--- Dataset records ---
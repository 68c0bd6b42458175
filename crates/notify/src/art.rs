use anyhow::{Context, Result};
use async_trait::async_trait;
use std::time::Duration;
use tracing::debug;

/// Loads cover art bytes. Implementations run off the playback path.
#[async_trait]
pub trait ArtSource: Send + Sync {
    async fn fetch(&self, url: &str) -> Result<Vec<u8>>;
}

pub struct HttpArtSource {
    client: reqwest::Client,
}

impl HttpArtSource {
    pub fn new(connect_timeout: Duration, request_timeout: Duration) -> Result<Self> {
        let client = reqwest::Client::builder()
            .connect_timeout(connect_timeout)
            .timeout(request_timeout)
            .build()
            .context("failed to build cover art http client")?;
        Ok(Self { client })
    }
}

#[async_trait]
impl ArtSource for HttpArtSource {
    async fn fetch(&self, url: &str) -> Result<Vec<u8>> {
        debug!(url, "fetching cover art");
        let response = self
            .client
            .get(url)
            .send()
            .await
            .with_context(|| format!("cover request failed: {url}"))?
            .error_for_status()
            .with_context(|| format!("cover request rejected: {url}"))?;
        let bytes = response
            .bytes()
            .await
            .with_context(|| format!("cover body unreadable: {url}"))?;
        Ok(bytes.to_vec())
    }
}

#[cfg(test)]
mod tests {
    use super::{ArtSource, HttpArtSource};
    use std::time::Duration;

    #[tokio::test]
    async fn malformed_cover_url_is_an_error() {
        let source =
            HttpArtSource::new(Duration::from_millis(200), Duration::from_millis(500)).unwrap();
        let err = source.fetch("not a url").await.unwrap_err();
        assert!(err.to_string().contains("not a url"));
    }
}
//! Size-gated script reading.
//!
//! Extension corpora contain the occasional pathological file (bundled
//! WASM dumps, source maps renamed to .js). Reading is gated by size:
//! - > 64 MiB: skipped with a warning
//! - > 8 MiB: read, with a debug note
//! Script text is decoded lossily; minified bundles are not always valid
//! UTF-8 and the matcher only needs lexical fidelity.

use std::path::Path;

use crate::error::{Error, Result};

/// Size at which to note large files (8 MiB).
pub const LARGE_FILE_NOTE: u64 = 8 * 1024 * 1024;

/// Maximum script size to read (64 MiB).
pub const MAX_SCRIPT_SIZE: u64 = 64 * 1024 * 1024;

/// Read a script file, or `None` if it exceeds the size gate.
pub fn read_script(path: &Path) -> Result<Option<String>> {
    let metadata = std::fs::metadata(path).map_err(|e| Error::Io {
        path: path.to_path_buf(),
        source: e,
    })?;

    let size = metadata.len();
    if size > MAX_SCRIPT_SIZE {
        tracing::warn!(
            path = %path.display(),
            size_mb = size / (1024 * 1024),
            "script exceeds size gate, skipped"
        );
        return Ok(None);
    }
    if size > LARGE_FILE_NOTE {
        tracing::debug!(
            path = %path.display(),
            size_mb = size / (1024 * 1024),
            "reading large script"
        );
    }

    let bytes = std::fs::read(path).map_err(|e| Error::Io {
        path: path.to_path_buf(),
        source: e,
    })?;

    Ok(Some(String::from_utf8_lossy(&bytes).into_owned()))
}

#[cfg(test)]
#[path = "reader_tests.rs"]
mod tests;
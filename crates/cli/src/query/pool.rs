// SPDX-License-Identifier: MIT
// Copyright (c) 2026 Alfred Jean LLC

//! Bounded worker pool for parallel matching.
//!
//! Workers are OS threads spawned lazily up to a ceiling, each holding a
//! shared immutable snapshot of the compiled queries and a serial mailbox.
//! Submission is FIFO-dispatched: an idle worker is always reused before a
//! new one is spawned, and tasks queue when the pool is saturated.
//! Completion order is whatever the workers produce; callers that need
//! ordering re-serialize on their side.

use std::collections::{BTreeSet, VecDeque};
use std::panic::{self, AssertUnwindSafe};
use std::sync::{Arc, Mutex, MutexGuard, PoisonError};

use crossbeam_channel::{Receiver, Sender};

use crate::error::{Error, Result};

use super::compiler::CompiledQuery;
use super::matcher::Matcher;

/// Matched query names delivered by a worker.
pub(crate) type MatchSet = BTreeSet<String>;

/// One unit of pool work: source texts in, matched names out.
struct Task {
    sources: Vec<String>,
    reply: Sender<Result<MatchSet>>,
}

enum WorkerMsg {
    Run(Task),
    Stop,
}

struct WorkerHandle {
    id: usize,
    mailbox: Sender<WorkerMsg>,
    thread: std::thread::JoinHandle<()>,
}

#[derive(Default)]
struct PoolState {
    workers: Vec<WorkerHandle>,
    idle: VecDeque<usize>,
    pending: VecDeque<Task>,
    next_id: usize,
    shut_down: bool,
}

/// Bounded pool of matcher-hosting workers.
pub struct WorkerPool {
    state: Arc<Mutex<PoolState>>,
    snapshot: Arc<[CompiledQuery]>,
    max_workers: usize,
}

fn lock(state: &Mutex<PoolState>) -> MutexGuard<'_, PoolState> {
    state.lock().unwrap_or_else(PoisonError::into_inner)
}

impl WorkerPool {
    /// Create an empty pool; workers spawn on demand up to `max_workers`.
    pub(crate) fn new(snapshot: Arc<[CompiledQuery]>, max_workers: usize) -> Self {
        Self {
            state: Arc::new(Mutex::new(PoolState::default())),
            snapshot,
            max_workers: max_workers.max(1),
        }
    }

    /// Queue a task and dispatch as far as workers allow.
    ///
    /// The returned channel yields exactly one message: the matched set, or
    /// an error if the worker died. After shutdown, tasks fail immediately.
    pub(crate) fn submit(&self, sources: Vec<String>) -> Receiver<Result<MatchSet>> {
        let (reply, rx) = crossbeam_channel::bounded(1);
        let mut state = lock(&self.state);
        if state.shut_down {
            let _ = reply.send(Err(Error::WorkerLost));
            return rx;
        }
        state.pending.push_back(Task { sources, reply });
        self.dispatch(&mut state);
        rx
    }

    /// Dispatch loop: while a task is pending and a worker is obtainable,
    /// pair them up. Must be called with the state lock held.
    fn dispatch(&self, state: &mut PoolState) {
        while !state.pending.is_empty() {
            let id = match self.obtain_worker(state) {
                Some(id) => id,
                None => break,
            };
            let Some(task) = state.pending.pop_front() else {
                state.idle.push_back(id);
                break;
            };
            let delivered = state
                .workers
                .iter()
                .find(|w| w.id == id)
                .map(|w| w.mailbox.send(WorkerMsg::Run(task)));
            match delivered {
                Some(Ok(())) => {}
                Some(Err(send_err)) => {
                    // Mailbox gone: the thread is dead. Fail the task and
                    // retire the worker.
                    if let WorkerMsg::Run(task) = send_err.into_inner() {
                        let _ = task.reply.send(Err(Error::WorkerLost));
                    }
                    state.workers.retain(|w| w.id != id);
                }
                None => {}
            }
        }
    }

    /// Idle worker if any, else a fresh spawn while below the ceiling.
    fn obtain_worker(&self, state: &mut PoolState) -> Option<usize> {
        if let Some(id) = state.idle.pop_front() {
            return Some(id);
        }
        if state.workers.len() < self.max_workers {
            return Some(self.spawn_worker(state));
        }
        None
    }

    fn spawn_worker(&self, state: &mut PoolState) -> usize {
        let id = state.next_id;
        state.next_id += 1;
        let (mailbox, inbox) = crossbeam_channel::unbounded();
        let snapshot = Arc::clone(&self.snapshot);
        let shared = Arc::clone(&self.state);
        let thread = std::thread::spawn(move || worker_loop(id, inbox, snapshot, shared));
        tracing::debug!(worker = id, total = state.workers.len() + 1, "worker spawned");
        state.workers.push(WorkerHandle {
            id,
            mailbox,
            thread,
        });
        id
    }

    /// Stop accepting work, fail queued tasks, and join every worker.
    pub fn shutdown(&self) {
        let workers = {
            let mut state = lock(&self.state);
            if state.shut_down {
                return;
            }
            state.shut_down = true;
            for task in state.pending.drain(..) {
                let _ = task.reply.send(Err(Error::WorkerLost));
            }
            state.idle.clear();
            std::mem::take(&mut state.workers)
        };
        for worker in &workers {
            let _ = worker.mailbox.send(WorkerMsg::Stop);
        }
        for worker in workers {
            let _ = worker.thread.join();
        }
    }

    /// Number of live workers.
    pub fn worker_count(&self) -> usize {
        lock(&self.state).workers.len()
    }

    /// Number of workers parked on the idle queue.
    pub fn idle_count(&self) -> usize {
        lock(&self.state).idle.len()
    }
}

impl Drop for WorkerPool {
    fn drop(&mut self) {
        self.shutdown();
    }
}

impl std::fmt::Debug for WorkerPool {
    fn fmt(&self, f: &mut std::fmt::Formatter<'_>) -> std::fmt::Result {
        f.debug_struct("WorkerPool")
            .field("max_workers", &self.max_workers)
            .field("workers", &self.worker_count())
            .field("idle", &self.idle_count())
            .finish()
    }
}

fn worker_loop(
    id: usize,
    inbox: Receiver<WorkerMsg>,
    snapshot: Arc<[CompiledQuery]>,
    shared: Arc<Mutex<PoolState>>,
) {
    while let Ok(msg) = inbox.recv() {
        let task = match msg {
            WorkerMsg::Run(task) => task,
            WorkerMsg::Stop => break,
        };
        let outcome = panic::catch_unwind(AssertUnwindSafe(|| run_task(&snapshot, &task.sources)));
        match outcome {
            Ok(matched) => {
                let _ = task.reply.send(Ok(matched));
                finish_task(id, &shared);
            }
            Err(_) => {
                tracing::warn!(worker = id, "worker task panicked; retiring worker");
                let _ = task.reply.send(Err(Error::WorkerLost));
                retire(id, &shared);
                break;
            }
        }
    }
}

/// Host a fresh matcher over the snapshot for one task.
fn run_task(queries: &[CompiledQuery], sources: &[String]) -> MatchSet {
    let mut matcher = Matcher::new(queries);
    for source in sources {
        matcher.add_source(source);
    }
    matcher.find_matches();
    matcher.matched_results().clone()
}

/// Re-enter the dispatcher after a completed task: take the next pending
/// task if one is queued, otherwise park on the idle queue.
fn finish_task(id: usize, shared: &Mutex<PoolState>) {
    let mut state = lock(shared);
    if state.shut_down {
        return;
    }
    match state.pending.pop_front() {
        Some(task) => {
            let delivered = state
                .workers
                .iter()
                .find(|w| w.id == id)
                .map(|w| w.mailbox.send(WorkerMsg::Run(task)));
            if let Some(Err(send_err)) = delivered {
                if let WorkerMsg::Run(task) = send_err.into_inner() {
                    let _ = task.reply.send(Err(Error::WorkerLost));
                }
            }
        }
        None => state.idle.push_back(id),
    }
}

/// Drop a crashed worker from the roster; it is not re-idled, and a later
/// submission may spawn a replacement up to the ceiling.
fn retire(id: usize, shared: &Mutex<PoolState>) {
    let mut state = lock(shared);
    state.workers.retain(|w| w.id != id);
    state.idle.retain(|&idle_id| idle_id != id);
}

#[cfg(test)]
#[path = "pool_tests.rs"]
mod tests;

==

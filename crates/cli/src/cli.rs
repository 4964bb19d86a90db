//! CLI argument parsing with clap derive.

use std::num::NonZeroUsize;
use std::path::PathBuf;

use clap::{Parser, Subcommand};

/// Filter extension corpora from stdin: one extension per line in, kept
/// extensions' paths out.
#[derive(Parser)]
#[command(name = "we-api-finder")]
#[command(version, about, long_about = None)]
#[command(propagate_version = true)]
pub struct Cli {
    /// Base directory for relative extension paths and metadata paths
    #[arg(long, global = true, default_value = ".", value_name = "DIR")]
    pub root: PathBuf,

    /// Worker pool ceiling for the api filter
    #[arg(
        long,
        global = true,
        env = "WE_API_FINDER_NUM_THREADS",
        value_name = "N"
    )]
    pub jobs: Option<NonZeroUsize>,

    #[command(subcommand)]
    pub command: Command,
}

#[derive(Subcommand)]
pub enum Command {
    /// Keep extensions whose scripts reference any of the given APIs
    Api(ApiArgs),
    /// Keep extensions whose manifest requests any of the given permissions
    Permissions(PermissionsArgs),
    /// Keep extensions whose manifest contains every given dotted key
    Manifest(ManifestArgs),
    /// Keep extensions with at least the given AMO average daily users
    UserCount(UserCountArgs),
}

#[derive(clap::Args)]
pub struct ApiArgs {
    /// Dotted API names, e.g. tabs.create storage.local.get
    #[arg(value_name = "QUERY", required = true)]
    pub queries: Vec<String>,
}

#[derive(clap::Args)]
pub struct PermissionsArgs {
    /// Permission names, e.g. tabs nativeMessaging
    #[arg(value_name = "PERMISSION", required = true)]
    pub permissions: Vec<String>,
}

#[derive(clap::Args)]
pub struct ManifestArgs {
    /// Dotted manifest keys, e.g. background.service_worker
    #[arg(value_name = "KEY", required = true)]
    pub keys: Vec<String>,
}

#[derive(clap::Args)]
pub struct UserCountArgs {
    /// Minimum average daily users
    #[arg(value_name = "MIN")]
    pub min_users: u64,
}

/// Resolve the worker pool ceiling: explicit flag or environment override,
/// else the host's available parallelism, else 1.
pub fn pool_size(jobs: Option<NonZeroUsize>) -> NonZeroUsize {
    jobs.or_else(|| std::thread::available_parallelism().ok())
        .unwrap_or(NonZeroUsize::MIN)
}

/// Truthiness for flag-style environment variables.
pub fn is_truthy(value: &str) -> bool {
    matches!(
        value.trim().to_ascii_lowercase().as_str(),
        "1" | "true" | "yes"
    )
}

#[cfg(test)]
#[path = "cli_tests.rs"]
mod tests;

--- Your task ---
Look above for the line with "pub const MAX_SCRIPT_SIZE: u64"; retype exactly that line, every line after it up to the line with "if size > MAX_SCRIPT_SIZE", and that line too, nothing else.

--- Finished task ---
pub const MAX_SCRIPT_SIZE: u64 = 64 * 1024 * 1024;

/// Read a script file, or `None` if it exceeds the size gate.
pub fn read_script(path: &Path) -> Result<Option<String>> {
    let metadata = std::fs::metadata(path).map_err(|e| Error::Io {
        path: path.to_path_buf(),
        source: e,
    })?;

    let size = metadata.len();
    if size > MAX_SCRIPT_SIZE {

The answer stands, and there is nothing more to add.